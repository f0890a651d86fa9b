//! Example 02: Kanban Board
//!
//! Tasks are one flat collection; the board is a view grouping them by
//! column. This example moves a card across the board on a SQLite backend.
//!
//! Run with: cargo run --example 02_kanban_board

use dashstore::models::{Column, Priority, Task, TaskForm};
use dashstore::{FormOutcome, SqliteKv, Store, Table};
use eyre::Result;

fn print_board(table: &Table<Task, SqliteKv>) {
    for column in Column::ALL {
        let cards = table.board_column(column);
        println!("   {} ({})", column.title(), cards.len());
        for task in cards {
            println!("     #{} {} [{}] {}", task.id, task.title, task.priority, task.tags.join(", "));
        }
    }
}

fn main() -> Result<()> {
    let temp_dir = tempfile::tempdir()?;
    let db_path = temp_dir.path().join("board.db");

    println!("Dashstore Kanban Board Example");
    println!("==============================\n");

    let store: Store<Task, SqliteKv> = Store::open(SqliteKv::open(&db_path)?)?;
    let mut table = Table::new(store);

    println!("1. BOARD - seeded tasks");
    print_board(&table);

    println!("\n2. ADD - a new card in To Do");
    table.begin_add();
    let id = table.finish(FormOutcome::Submit(TaskForm {
        title: "Write release notes".to_string(),
        assignee: "Jane Smith".to_string(),
        priority: Priority::Low,
        tags: "Docs, Release,".to_string(),
        ..TaskForm::default()
    }))?;
    println!("   Added task {:?}", id);

    // Drag the card through every column
    if let Some(id) = id {
        for column in [Column::Progress, Column::Review, Column::Done] {
            table.move_task(id, column)?;
            println!("   Moved #{} to {}", id, column.title());
        }
    }

    println!("\n3. BOARD - after the moves");
    print_board(&table);

    // Cancelling an open form leaves the collection alone
    table.begin_edit(1);
    table.finish(FormOutcome::Cancel)?;

    let reopened: Store<Task, SqliteKv> = Store::open(SqliteKv::open(&db_path)?)?;
    println!("\n4. REOPEN - {} tasks persisted", reopened.len());

    println!("\nExample completed successfully!");
    Ok(())
}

———

(EXERCISE): All records shown above must be set down again verbatim.

(SOLUTION FOR THIS TASK):
repository f0890a651d86fa9b
//! Example 02: Kanban Board
//!
//! Tasks are one flat collection; the board is a view grouping them by
//! column. This example moves a card across the board on a SQLite backend.
//!
//! Run with: cargo run --example 02_kanban_board

use dashstore::models::{Column, Priority, Task, TaskForm};
use dashstore::{FormOutcome, SqliteKv, Store, Table};
use eyre::Result;

fn print_board(table: &Table<Task, SqliteKv>) {
    for column in Column::ALL {
        let cards = table.board_column(column);
        println!("   {} ({})", column.title(), cards.len());
        for task in cards {
            println!("     #{} {} [{}] {}", task.id, task.title, task.priority, task.tags.join(", "));
        }
    }
}

fn main() -> Result<()> {
    let temp_dir = tempfile::tempdir()?;
    let db_path = temp_dir.path().join("board.db");

    println!("Dashstore Kanban Board Example");
    println!("==============================\n");

    let store: Store<Task, SqliteKv> = Store::open(SqliteKv::open(&db_path)?)?;
    let mut table = Table::new(store);

    println!("1. BOARD - seeded tasks");
    print_board(&table);

    println!("\n2. ADD - a new card in To Do");
    table.begin_add();
    let id = table.finish(FormOutcome::Submit(TaskForm {
        title: "Write release notes".to_string(),
        assignee: "Jane Smith".to_string(),
        priority: Priority::Low,
        tags: "Docs, Release,".to_string(),
        ..TaskForm::default()
    }))?;
    println!("   Added task {:?}", id);

    // Drag the card through every column
    if let Some(id) = id {
        for column in [Column::Progress, Column::Review, Column::Done] {
            table.move_task(id, column)?;
            println!("   Moved #{} to {}", id, column.title());
        }
    }

    println!("\n3. BOARD - after the moves");
    print_board(&table);

    // Cancelling an open form leaves the collection alone
    table.begin_edit(1);
    table.finish(FormOutcome::Cancel)?;

    let reopened: Store<Task, SqliteKv> = Store::open(SqliteKv::open(&db_path)?)?;
    println!("\n4. REOPEN - {} tasks persisted", reopened.len());

    println!("\nExample completed successfully!");
    Ok(())
}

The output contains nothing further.